Large investment managers including BlackRock, Bain Capital and Avenue Capital are expanding their private credit businesses in Asia, according to several people familiar with the matter, as alternative investors step up lending to companies rather than buying them.
Smaller investors and Asia-based private equity houses are also allocating more capital to the asset class and boosting headcount as demand for credit accelerates among small, fast-growing companies and from Chinese groups in need of overseas finance as Beijing clamps down on capital flight.
“Demand for credit among companies in Asia has never been higher,” said Sabita Prakash at ADM Capital in Hong Kong, adding that her group has provided private loans for recent overseas acquisitions by Chinese companies. “The conditions have remained where many companies still struggle to access banks or capital markets and need an alternative.”
The market for private lending — loans extended to companies by players outside the banking system — is increasingly luring investors drawn to the high returns on secured loans without the longer-term risk of taking an equity stake in a company.
Private equity investors often stay invested in companies for as long as seven years, while private loans are usually paid back in less than two years.
BlackRock in April launched its first private credit fund for Asia, seeking to raise $300m-$500m to focus on senior secured lending for mid-market borrowers, people familiar with the matter said. BlackRock declined to comment on the fundraising.
Bain Capital is also raising money for an Asia-focused private credit fund, while Avenue Capital is expanding its private credit operations in the region, according to people with knowledge of the matter. Bain and Avenue declined to comment.
Private lending resembles standard bank lending but with less regulation and much higher interest rates — often between 15 per cent and 25 per cent annually, compared with less than 10 per cent for typical bank loans.
Companies often approach private lenders when they are unable to access credit from banks. Many global banks have pulled back from lending to mid-market companies because of regulations that have increased the cost of taking on new borrowers.
“The people that are forging into overseas deals are very actively looking for private credit because they don’t have the ability to move money offshore and don’t have the ability to borrow onshore,” said Itamar Har-Even, co-chief executive at Hong Kong-based investment bank and fund adviser Ion Pacific.

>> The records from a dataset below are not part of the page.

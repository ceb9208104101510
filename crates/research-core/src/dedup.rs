//! Near-duplicate detection (C6, §4.6).
//!
//! Three levels, cheapest first: canonical hash, Jaccard over token sets,
//! then (left to the caller, since it needs the vector store) semantic
//! similarity. This module owns the first two and the occurrence-boost
//! bookkeeping; the Worker drives the optional semantic tier itself because
//! it is the only layer holding a handle to C4.

use sha2::{Digest, Sha256};
use std::collections::{HashMap, HashSet};

pub const DEFAULT_JACCARD_THRESHOLD: f64 = 0.80;
pub const DEFAULT_SEMANTIC_THRESHOLD: f64 = 0.85;
const OCCURRENCE_BOOST_PER_EXTRA: f64 = 0.05;
const OCCURRENCE_BOOST_CAP: f64 = 0.30;

/// Occurrence-based score boost (§4.6), as a pure function of the
/// cumulative occurrence count rather than the in-process [`Deduplicator`]'s
/// own bookkeeping. The persistence layer uses this directly against the
/// database's `occurrences` column so a boost earned over many past worker
/// runs survives a process restart, instead of being recomputed (and
/// overwritten) from whatever a fresh, unseeded `Deduplicator` happens to
/// have counted since it started.
pub fn boost_for_occurrences(base_score: f64, occurrences: u32) -> f64 {
    let extra = occurrences.saturating_sub(1) as f64;
    let boost = (extra * OCCURRENCE_BOOST_PER_EXTRA).min(OCCURRENCE_BOOST_CAP);
    (base_score + boost).min(1.0)
}

/// Lowercase, strip punctuation, collapse whitespace.
fn normalize(text: &str) -> String {
    let lower = text.to_lowercase();
    let stripped: String = lower
        .chars()
        .map(|c| if c.is_alphanumeric() || c.is_whitespace() { c } else { ' ' })
        .collect();
    stripped.split_whitespace().collect::<Vec<_>>().join(" ")
}

/// SHA-256 of the normalized `title + ' ' + description`. Deterministic
/// regardless of input capitalization/whitespace (§8 invariant).
pub fn content_hash(title: &str, description: &str) -> String {
    let normalized = normalize(&format!("{title} {description}"));
    let mut hasher = Sha256::new();
    hasher.update(normalized.as_bytes());
    format!("{:x}", hasher.finalize())
}

fn token_set(text: &str) -> HashSet<String> {
    normalize(text)
        .split_whitespace()
        .map(|s| s.to_string())
        .collect()
}

/// Jaccard similarity over whitespace token sets of `title + description`.
/// Two empty texts are identical (`1.0`); one empty and one not are
/// maximally dissimilar (`0.0`) — matching the source's edge case handling.
pub fn jaccard_similarity(a_title: &str, a_desc: &str, b_title: &str, b_desc: &str) -> f64 {
    let a = token_set(&format!("{a_title} {a_desc}"));
    let b = token_set(&format!("{b_title} {b_desc}"));

    if a.is_empty() && b.is_empty() {
        return 1.0;
    }
    if a.is_empty() || b.is_empty() {
        return 0.0;
    }

    let intersection = a.intersection(&b).count() as f64;
    let union = a.union(&b).count() as f64;
    intersection / union
}

/// The minimal shape the deduplicator needs to compare and boost candidates.
/// Callers adapt their richer `ResultRecord` into this before calling in.
#[derive(Debug, Clone)]
pub struct Candidate {
    pub title: String,
    pub description: String,
    pub score: f64,
}

#[derive(Debug, Clone, Default)]
pub struct DedupStats {
    pub distinct_hashes: usize,
    pub total_occurrences: u64,
    pub duplicates_detected: u64,
    pub threshold: f64,
}

/// Outcome of running one candidate through the deduplicator.
#[derive(Debug, Clone)]
pub enum DedupOutcome {
    /// No existing match: this is a new, distinct result.
    New { content_hash: String },
    /// Matched an existing hash (exact or Jaccard): the survivor's
    /// occurrence count and boosted score to persist instead of inserting.
    Duplicate {
        existing_hash: String,
        occurrences: u32,
        boosted_score: f64,
    },
}

/// Process-local tracker of seen content, mirroring one Worker's lifetime
/// (§9's "process-local latches and caches" design note). The Worker seeds
/// it from persisted Results at startup so exact-hash checks agree with the
/// database's unique constraint; this module itself has no I/O.
pub struct Deduplicator {
    jaccard_threshold: f64,
    seen: HashMap<String, Candidate>,
    occurrences: HashMap<String, u32>,
    duplicates_detected: u64,
}

impl Deduplicator {
    pub fn new(jaccard_threshold: f64) -> Self {
        Self {
            jaccard_threshold,
            seen: HashMap::new(),
            occurrences: HashMap::new(),
            duplicates_detected: 0,
        }
    }

    /// Seed the tracker with an already-persisted record, e.g. at Worker
    /// startup or after a cache miss against the database.
    pub fn seed(&mut self, hash: String, candidate: Candidate, occurrences: u32) {
        self.occurrences.insert(hash.clone(), occurrences);
        self.seen.insert(hash, candidate);
    }

    /// Find an existing hash this candidate matches, by exact hash then
    /// Jaccard, without mutating any state.
    fn find_match(&self, candidate: &Candidate) -> Option<String> {
        let hash = content_hash(&candidate.title, &candidate.description);
        if self.seen.contains_key(&hash) {
            return Some(hash);
        }
        for (existing_hash, existing) in &self.seen {
            let sim = jaccard_similarity(
                &candidate.title,
                &candidate.description,
                &existing.title,
                &existing.description,
            );
            if sim >= self.jaccard_threshold {
                return Some(existing_hash.clone());
            }
        }
        None
    }

    pub fn is_new(&self, candidate: &Candidate) -> bool {
        self.find_match(candidate).is_none()
    }

    /// Run one candidate through the dedup pipeline, recording it either as
    /// new (keyed by its own content hash) or as a boost to an existing
    /// survivor.
    pub fn process(&mut self, candidate: Candidate) -> DedupOutcome {
        match self.find_match(&candidate) {
            None => {
                let hash = content_hash(&candidate.title, &candidate.description);
                self.occurrences.insert(hash.clone(), 1);
                self.seen.insert(hash.clone(), candidate);
                DedupOutcome::New { content_hash: hash }
            }
            Some(existing_hash) => {
                self.duplicates_detected += 1;
                let count = self.occurrences.entry(existing_hash.clone()).or_insert(1);
                *count += 1;
                let base_score = self.seen.get(&existing_hash).map(|c| c.score).unwrap_or(0.0);
                let boosted = boost_for_occurrences(base_score, *count);
                DedupOutcome::Duplicate {
                    existing_hash,
                    occurrences: *count,
                    boosted_score: boosted,
                }
            }
        }
    }

    /// Process a batch, first collapsing exact-hash duplicates within the
    /// batch itself so an all-identical batch of N doesn't get Jaccard
    /// compared against itself N² times (§4.6).
    pub fn process_batch(&mut self, candidates: Vec<Candidate>) -> Vec<DedupOutcome> {
        let mut within_batch: HashMap<String, usize> = HashMap::new();
        let mut outcomes = Vec::with_capacity(candidates.len());

        for candidate in candidates {
            let hash = content_hash(&candidate.title, &candidate.description);
            if let Some(&first_index) = within_batch.get(&hash) {
                // Re-run through process() so occurrence bookkeeping stays
                // centralized, but we already know which hash it'll hit.
                let _ = first_index;
                outcomes.push(self.process(candidate));
            } else {
                within_batch.insert(hash, outcomes.len());
                outcomes.push(self.process(candidate));
            }
        }
        outcomes
    }

    pub fn stats(&self) -> DedupStats {
        DedupStats {
            distinct_hashes: self.seen.len(),
            total_occurrences: self.occurrences.values().map(|&c| c as u64).sum(),
            duplicates_detected: self.duplicates_detected,
            threshold: self.jaccard_threshold,
        }
    }
}

impl Default for Deduplicator {
    fn default() -> Self {
        Self::new(DEFAULT_JACCARD_THRESHOLD)
    }
}

#[cfg(test)]
mod tests {
    use super::*;

    #[test]
    fn hash_is_deterministic_under_case_and_whitespace() {
        let a = content_hash("Startup Credit Guide", "  Great resource.  ");
        let b = content_hash("STARTUP   credit guide", "great resource");
        assert_eq!(a, b);
    }

    #[test]
    fn jaccard_identity_and_symmetry() {
        let j_self = jaccard_similarity("a b c", "", "a b c", "");
        assert_eq!(j_self, 1.0);
        let j1 = jaccard_similarity("a b", "c", "b c", "d");
        let j2 = jaccard_similarity("b c", "d", "a b", "c");
        assert_eq!(j1, j2);
    }

    #[test]
    fn jaccard_empty_edge_cases() {
        assert_eq!(jaccard_similarity("", "", "", ""), 1.0);
        assert_eq!(jaccard_similarity("a", "", "", ""), 0.0);
    }

    #[test]
    fn three_identical_hits_converge_to_one_boosted_result() {
        let mut dedup = Deduplicator::default();
        let hit = || Candidate {
            title: "Startup Credit Guide".to_string(),
            description: "How to get credit".to_string(),
            score: 0.60,
        };

        let first = dedup.process(hit());
        let second = dedup.process(hit());
        let third = dedup.process(hit());

        assert!(matches!(first, DedupOutcome::New { .. }));
        match second {
            DedupOutcome::Duplicate { occurrences, boosted_score, .. } => {
                assert_eq!(occurrences, 2);
                assert!(boosted_score <= 0.60 + 0.05 + 1e-9);
            }
            _ => panic!("expected duplicate"),
        }
        match third {
            DedupOutcome::Duplicate { occurrences, boosted_score, .. } => {
                assert_eq!(occurrences, 3);
                assert!(boosted_score <= 0.60 + 0.15 + 1e-9);
                assert!(boosted_score <= 1.0);
            }
            _ => panic!("expected duplicate"),
        }

        let stats = dedup.stats();
        assert_eq!(stats.distinct_hashes, 1);
        assert_eq!(stats.duplicates_detected, 2);
        assert_eq!(stats.total_occurrences, 3);
    }

    #[test]
    fn boost_for_occurrences_is_capped_and_monotonic() {
        assert_eq!(boost_for_occurrences(0.5, 1), 0.5);
        assert!((boost_for_occurrences(0.5, 2) - 0.55).abs() < 1e-9);
        assert!((boost_for_occurrences(0.5, 7) - 0.80).abs() < 1e-9);
        // 10 extra occurrences would be +0.50, but the cap holds at +0.30.
        assert!((boost_for_occurrences(0.5, 11) - 0.80).abs() < 1e-9);
        assert!(boost_for_occurrences(0.95, 20) <= 1.0);
    }
}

Data on the private credit industry are notoriously opaque, given the private nature of the deals. Numbers from private capital industry tracker Preqin show five funds worth a combined $400m have been raised so far this year, compared with nine funds worth $3bn for the whole of 2016. However, that figure captures only funds that have raised capital specifically for private credit.
“This is an exit environment rather than a buying environment,” said Barry Lau, managing partner at Adamas Asset Management, adding that slowing economic growth in China had made private equity investments increasingly risky. “When you are sitting on all that committed capital, smart money has been moving to private credit.”
China implemented capital controls late last year to curtail cash flowing offshore in the form of overseas acquisitions following a record number of deals in 2016. The curbs have fed demand for offshore loans, often from outside the banking industry.
In one high-profile private credit deal this year, hedge fund Elliott Management saved a troubled €740m Chinese football deal from collapse with a €300m high-interest private loan to the Chinese company, called Rossoneri Sport Investment Lux, to help it buy Italian club AC Milan.